[[ STORED DATA open ]]

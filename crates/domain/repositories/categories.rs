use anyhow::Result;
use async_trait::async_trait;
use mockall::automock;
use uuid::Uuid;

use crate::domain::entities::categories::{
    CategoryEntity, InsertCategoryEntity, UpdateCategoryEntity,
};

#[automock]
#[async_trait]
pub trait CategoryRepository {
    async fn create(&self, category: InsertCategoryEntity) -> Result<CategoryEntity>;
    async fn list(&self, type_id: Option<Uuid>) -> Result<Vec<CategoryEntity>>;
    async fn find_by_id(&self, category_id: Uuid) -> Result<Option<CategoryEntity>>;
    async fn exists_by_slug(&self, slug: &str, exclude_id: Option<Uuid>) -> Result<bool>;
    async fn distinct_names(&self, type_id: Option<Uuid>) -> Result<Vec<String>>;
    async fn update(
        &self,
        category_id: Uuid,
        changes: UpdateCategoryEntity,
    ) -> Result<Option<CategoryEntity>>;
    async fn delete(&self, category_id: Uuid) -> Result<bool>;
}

[[ STORED DATA closed ]]
[[ STORED DATA open ]]

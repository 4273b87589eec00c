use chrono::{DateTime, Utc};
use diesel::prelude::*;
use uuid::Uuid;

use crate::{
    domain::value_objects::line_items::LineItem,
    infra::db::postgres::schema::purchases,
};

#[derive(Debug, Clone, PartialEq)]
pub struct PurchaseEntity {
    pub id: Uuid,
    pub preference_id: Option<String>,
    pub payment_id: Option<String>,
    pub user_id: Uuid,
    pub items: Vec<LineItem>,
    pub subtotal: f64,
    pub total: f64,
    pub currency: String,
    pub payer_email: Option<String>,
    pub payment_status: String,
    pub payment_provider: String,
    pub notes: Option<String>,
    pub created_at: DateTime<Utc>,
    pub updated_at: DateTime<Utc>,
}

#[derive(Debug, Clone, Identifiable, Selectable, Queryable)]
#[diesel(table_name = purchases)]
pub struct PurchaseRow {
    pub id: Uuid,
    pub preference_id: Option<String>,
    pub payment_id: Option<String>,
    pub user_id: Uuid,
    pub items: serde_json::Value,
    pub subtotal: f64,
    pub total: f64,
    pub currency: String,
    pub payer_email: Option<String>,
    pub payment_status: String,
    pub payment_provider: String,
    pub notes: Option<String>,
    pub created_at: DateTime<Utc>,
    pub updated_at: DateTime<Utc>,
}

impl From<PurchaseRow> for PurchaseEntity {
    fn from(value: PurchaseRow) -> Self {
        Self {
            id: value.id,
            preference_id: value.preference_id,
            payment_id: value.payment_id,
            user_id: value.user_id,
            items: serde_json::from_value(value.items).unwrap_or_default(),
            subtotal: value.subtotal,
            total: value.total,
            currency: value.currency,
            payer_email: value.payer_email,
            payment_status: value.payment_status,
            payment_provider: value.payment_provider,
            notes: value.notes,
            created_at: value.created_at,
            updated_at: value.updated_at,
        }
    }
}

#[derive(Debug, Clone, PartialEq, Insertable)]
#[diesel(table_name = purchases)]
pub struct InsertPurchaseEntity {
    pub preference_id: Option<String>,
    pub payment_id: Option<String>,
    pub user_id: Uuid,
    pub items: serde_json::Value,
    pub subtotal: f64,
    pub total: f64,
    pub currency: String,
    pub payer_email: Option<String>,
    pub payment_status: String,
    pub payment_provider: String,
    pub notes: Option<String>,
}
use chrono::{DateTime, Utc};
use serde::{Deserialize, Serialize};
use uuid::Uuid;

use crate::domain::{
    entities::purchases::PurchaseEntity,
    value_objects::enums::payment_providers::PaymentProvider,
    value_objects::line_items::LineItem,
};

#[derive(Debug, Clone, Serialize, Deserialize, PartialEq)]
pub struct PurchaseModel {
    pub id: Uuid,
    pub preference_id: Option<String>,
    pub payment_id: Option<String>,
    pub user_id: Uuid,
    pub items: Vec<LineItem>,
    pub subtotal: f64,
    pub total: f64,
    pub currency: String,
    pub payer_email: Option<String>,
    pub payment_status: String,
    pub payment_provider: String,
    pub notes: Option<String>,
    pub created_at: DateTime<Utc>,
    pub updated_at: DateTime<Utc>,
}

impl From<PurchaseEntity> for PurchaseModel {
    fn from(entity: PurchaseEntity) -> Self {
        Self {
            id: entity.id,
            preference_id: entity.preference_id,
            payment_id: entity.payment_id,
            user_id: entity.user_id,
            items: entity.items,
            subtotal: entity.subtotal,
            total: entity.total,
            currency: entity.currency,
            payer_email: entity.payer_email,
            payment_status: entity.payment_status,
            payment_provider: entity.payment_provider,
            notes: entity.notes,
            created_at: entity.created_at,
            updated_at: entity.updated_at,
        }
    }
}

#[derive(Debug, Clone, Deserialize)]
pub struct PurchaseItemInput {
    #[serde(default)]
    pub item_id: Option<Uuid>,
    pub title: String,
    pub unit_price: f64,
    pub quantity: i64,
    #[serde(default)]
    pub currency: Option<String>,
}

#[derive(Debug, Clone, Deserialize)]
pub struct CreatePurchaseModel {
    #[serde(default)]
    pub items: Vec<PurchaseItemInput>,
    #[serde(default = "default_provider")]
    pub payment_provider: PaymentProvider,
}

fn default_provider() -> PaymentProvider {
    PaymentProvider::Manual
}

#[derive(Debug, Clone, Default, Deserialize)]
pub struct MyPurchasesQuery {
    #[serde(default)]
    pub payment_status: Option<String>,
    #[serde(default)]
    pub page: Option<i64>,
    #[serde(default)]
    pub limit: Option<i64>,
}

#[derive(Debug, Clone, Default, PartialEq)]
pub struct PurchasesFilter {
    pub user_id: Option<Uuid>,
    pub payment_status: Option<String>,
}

[[ STORED DATA closed ]]

#### WHAT IS BEING ASKED
In the records above, find each line that mentions the word "InsertCategoryEntity", and copy it.

#### WORKED SOLUTION
    CategoryEntity, InsertCategoryEntity, UpdateCategoryEntity,
    async fn create(&self, category: InsertCategoryEntity) -> Result<CategoryEntity>;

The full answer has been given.